Below are the records. Retype exactly the lines between the lines holding "let stamps: Vec<&str> = timestamps" and "fn parse_instant(s: &str)", inclusive.

== Segment start ==

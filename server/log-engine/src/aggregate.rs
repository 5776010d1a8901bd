//! Corpus aggregation: service set, severity histogram, time range.
//!
//! Partial aggregates can be built over any split of the entries and merged;
//! the set and count outputs do not depend on merge order.

use std::collections::HashSet;

use chrono::{DateTime, NaiveDateTime, Utc};

use crate::types::{LogEntry, SeverityCounts, TimeRange};

/// Running aggregate over normalized entries.
#[derive(Debug, Clone, Default)]
pub struct Aggregate {
  /// Distinct services in first-seen order.
  services: Vec<String>,
  seen: HashSet<String>,
  severity_counts: SeverityCounts,
  /// Non-empty timestamps, pooled for the final min/max.
  timestamps: Vec<String>,
}

/// Final corpus statistics.
#[derive(Debug, Clone, PartialEq, Eq)]
pub struct CorpusStats {
  pub services: Vec<String>,
  pub severity_counts: SeverityCounts,
  pub time_range: TimeRange,
}

impl Aggregate {
  pub fn new() -> Self {
    Self::default()
  }

  pub fn record(&mut self, entry: &LogEntry) {
    self.add_service(&entry.service);
    self.severity_counts.increment(entry.severity);
    if !entry.timestamp.is_empty() {
      self.timestamps.push(entry.timestamp.clone());
    }
  }

  /// Fold another partial aggregate into this one.
  pub fn merge(&mut self, other: Aggregate) {
    for service in &other.services {
      self.add_service(service);
    }
    self.severity_counts.merge(&other.severity_counts);
    self.timestamps.extend(other.timestamps);
  }

  pub fn finish(self) -> CorpusStats {
    let time_range = time_range(self.timestamps.as_slice());
    CorpusStats {
      services: self.services,
      severity_counts: self.severity_counts,
      time_range,
    }
  }

  fn add_service(&mut self, service: &str) {
    if self.seen.insert(service.to_string()) {
      self.services.push(service.to_string());
    }
  }
}

/// Earliest and latest of the non-empty timestamps.
///
/// When every timestamp parses as an instant, they are compared
/// chronologically and the original strings are reported. Otherwise the
/// whole set is compared lexicographically.
pub fn time_range<S: AsRef<str>>(timestamps: &[S]) -> TimeRange {
  let stamps: Vec<&str> = timestamps
    .iter()
    .map(|s| s.as_ref())
    .filter(|s| !s.is_empty())
    .collect();

  let instants: Option<Vec<(DateTime<Utc>, &str)>> = stamps
    .iter()
    .map(|s| parse_instant(s).map(|t| (t, *s)))
    .collect();

  let bounds = match instants {
    Some(instants) => instants
      .iter()
      .min()
      .zip(instants.iter().max())
      .map(|(lo, hi)| (lo.1, hi.1)),
    None => stamps.iter().min().zip(stamps.iter().max()).map(|(lo, hi)| (*lo, *hi)),
  };

  match bounds {
    Some((start, end)) => TimeRange {
      start: start.to_string(),
      end: end.to_string(),
    },
    None => TimeRange::default(),
  }
}

/// RFC 3339, or a zone-less ISO-8601 date-time taken as UTC.
fn parse_instant(s: &str) -> Option<DateTime<Utc>> {
  if let Ok(dt) = DateTime::parse_from_rfc3339(s) {
    return Some(dt.with_timezone(&Utc));
  }
  NaiveDateTime::parse_from_str(s, "%Y-%m-%dT%H:%M:%S%.f")
    .ok()
    .map(|naive| naive.and_utc())
}
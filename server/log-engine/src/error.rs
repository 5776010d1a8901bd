//! Structured error types for the log engine.
//!
//! These cover boundary failures only. A line that no matcher accepts is not an
//! error here; it becomes a [`crate::types::ParseError`] inside the result.

use thiserror::Error;

#[derive(Debug, Error)]
pub enum EngineError {
  #[error("rawLogs required")]
  EmptyInput,

  #[error("input too large: exceeds limit of {limit} bytes")]
  InputTooLarge { limit: usize },

  #[error("config: {key}: {reason}")]
  Config { key: String, reason: String },

  #[error("io: {0}")]
  Io(#[from] std::io::Error),

  #[error("json: {0}")]
  Json(#[from] serde_json::Error),
}

impl EngineError {
  pub fn config(key: &str, reason: &str) -> Self {
    Self::Config {
      key: key.to_string(),
      reason: reason.to_string(),
    }
  }

  /// The caller-facing input field this error is about, if any.
  pub fn field(&self) -> Option<&'static str> {
    match self {
      Self::EmptyInput | Self::InputTooLarge { .. } => Some("rawLogs"),
      _ => None,
    }
  }
}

== Segment end ==

THE ANSWER:
  let stamps: Vec<&str> = timestamps
    .iter()
    .map(|s| s.as_ref())
    .filter(|s| !s.is_empty())
    .collect();

  let instants: Option<Vec<(DateTime<Utc>, &str)>> = stamps
    .iter()
    .map(|s| parse_instant(s).map(|t| (t, *s)))
    .collect();

  let bounds = match instants {
    Some(instants) => instants
      .iter()
      .min()
      .zip(instants.iter().max())
      .map(|(lo, hi)| (lo.1, hi.1)),
    None => stamps.iter().min().zip(stamps.iter().max()).map(|(lo, hi)| (*lo, *hi)),
  };

  match bounds {
    Some((start, end)) => TimeRange {
      start: start.to_string(),
      end: end.to_string(),
    },
    None => TimeRange::default(),
  }
}

/// RFC 3339, or a zone-less ISO-8601 date-time taken as UTC.
fn parse_instant(s: &str) -> Option<DateTime<Utc>> {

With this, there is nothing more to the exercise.